The classic album that left Rick Rubin in tears: “It just took on a whole new level”

Every music producer is there to do a job when working with a band. They might like to call the shots a bit whenever working on a specific track, but the producer’s job has always been to serve the song and try to pull something out of the artist that even they didn’t realise they were capable of. No producer has a heart of stone, though, and Rick Rubin remembered being reduced to tears the minute he heard It Takes a Nation of Millions to Hold Us Back by Public Enemy.

Before he became the wise musical guru that he’s known as today, Rubin first got started as a young punk living in New York City. After putting together his first few bands, Rubin knew that he would be better suited to fostering someone else’s talent, usually serving a background in whatever project he was working on.

When you sign on Rubin as a producer, you’re not going to get the guy who twiddles the knobs and occasionally says, “Sounds great, guys” from behind the glass. Rubin is a song man, and he’s going to make sure that whatever makes it onto the record is one of the best things that you have ever made.

Although punk may have been the most authentic sound coming out of the late 1970s, Rubin was just as interested in the emerging hip-hop scene, becoming an early advocate for Run-DMC and Beastie Boys. Those were still songs that could be played at parties, but Chuck D was looking to hit you over the head the minute you started listening.

That curiosity is what always set Rubin apart from the pack. He wasn’t tied down to any one scene, and the more different something sounded from what he already knew, the more it seemed to pull him in, whether that was the raw aggression of punk or the stripped-back pulse of early hip-hop. Where other producers might have stayed in their lane, Rubin was already thinking about how all of these sounds could sit next to each other and still feel dangerous.

Public Enemy - 1988 - Flavor Flav - Chuck D
Credit: Far Out / Album Cover

So by the time Public Enemy came along, it wasn’t just another project to get behind. This was something that felt urgent, like it had a point to prove, and Rubin could sense straight away that it wasn’t going to sit quietly alongside everything else coming out at the time. The noise, the density, the sheer force of what Chuck D and The Bomb Squad were putting together felt closer to a statement than a collection of songs, and that was exactly the kind of thing Rubin had been looking to be part of.

Inspired by every hard genre under the sun, Public Enemy was the hip-hop answer to a band like The Clash, taking the hallmarks of the genre and using them as a tool to enact political change. They just needed someone to help tie everything together, and Rubin was just the guy to bring It Takes a Nation of Millions to the next level.

Working heavily with Chuck and the production team, The Bomb Squad, the entire album features tracks that feel like a movie playing in your head.
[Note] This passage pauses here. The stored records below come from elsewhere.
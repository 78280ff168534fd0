//! Error types for fabric interface discovery.

use std::io;
use std::path::PathBuf;
use thiserror::Error;
use ucx_uct::UctError;

/// Result type alias for discovery operations.
pub type DiscoveryResult<T> = Result<T, DiscoveryError>;

/// Errors that abort a discovery call or its setup.
///
/// Failures below the component list never surface here; they are logged
/// and the walk moves on to the next sibling.
#[derive(Debug, Error)]
pub enum DiscoveryError {
    /// The transport library could not be opened or enumerated.
    #[error(transparent)]
    Uct(#[from] UctError),

    /// The caller cancelled the discovery.
    #[error("fabric interface discovery cancelled")]
    Cancelled,

    /// Failed to read a configuration file.
    #[error("failed to read config {path}: {source}")]
    ConfigRead {
        path: PathBuf,
        #[source]
        source: io::Error,
    },

    /// Failed to parse a configuration file.
    #[error("failed to parse config {path}: {source}")]
    ConfigParse {
        path: PathBuf,
        #[source]
        source: serde_yaml::Error,
    },

    /// Configuration validation error.
    #[error("invalid configuration for {field}: {message}")]
    InvalidConfig { field: String, message: String },
}

impl DiscoveryError {
    /// Creates an invalid configuration error.
    pub fn invalid_config(field: impl Into<String>, message: impl Into<String>) -> Self {
        Self::InvalidConfig {
            field: field.into(),
            message: message.into(),
        }
    }

    /// Returns true if the transport library itself was unusable.
    pub fn is_library_unavailable(&self) -> bool {
        matches!(self, DiscoveryError::Uct(e) if e.is_library_unavailable())
    }
}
After getting bludgeoned on pieces like ‘Bring the Noise’, you can find yourself analysing lyrics and laughing at the same time on songs such as ‘Cold Lampin’ With Flavor’.
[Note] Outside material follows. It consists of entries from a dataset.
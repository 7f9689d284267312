//! Hash functions and probe generation for the Bloom filter
//!
//! Two independent 32-bit seeds are taken from two different hash functions.
//! Each seed is the lowest 4 bytes of the full digest, read little-endian.
//!
//! Probes come from a stateful double-hashing generator:
//!
//! ```text
//! index  = (index + offset) mod m
//! offset = (offset + i)     mod m
//! ```
//!
//! starting from `index = h1`, `offset = h2`, with `i` counting calls from 0.
//! Both `index` and `offset` evolve, so probes must be drawn in order from a
//! single generator.

use std::hash::Hasher;
use std::io::Cursor;

use serde::{Deserialize, Serialize};
use sha2::{Digest, Sha256, Sha512};
use siphasher::sip128::{Hasher128, SipHasher13};

/// Pair of hash functions used to seed the probe generator
#[derive(Clone, Copy, Debug, Default, PartialEq, Eq, Hash, Serialize, Deserialize)]
#[serde(rename_all = "snake_case")]
pub enum HashScheme {
    /// MurmurHash3 x64_128 for `h1`, SipHash-1-3 128-bit for `h2`
    #[default]
    Murmur3,
    /// SHA-256 for `h1`, SHA-512 for `h2`
    Sha2,
}

impl HashScheme {
    /// Compute the `(h1, h2)` seed pair for `data`
    pub fn seeds(self, data: &[u8]) -> (u32, u32) {
        match self {
            HashScheme::Murmur3 => (murmur_seed(data), sip_seed(data)),
            HashScheme::Sha2 => (
                low_u32(&Sha256::digest(data)),
                low_u32(&Sha512::digest(data)),
            ),
        }
    }
}

fn murmur_seed(data: &[u8]) -> u32 {
    let mut cursor = Cursor::new(data);
    // Reading from an in-memory cursor cannot fail
    let hash = murmur3::murmur3_x64_128(&mut cursor, 0).unwrap_or(0);
    hash as u32
}

fn sip_seed(data: &[u8]) -> u32 {
    let mut hasher = SipHasher13::new_with_keys(0, 0);
    hasher.write(data);
    hasher.finish128().as_u128() as u32
}

fn low_u32(digest: &[u8]) -> u32 {
    u32::from_le_bytes([digest[0], digest[1], digest[2], digest[3]])
}

/// Stateful probe generator over `[0, modulus)`
///
/// Yields an unbounded sequence; callers take as many probes as the filter
/// has hash functions. Yields nothing when `modulus` is 0.
#[derive(Clone, Debug)]
pub struct ProbeGenerator {
    index: u64,
    offset: u64,
    modulus: u64,
    step: u64,
}

impl ProbeGenerator {
    /// Seed a generator for `data` under `scheme`
    pub fn new(data: &[u8], scheme: HashScheme, modulus: usize) -> Self {
        let (h1, h2) = scheme.seeds(data);
        Self::from_seeds(h1, h2, modulus)
    }

    /// Seed a generator from precomputed hash values
    pub fn from_seeds(h1: u32, h2: u32, modulus: usize) -> Self {
        Self {
            index: u64::from(h1),
            offset: u64::from(h2),
            modulus: modulus as u64,
            step: 0,
        }
    }
}

impl Iterator for ProbeGenerator {
    type Item = usize;

    fn next(&mut self) -> Option<usize> {
        if self.modulus == 0 {
            return None;
        }
        self.index = (self.index + self.offset) % self.modulus;
        self.offset = (self.offset + self.step % self.modulus) % self.modulus;
        self.step = self.step.wrapping_add(1);
        Some(self.index as usize)
    }

    fn size_hint(&self) -> (usize, Option<usize>) {
        if self.modulus == 0 {
            (0, Some(0))
        } else {
            (usize::MAX, None)
        }
    }
}

/// Compute the first `k` probe positions for `data` in an array of `m` bits
pub fn probe_positions(data: &[u8], scheme: HashScheme, m: usize, k: usize) -> Vec<usize> {
    ProbeGenerator::new(data, scheme, m).take(k).collect()
}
By the time Rubin finished, he was on the verge of tears, saying, “I was on an airplane listening to it, and I remembered I cried. I was so proud. Because to me, it just took on a whole new level, and I just remember crying, thinking this was such a beautiful thing… That’s all I wanted from music, and I wasn’t getting it from rap at the time.”

Rubin wasn’t the only one wanting to push the envelope with rap. Whereas most of the previous hip-hop hits were about creating a nice groove to keep the beat moving, this was the kind of record that had to be dissected on many different levels, all while still being able to keep the groove going whenever you listened to it.

And if you think about the current state of conscious rap, many of them wouldn’t have started without Public Enemy. Artists like Common may have been known as some of the first to make message songs, but if it weren’t for Chuck D speaking up for the first time, who knows where hip-hop would be today?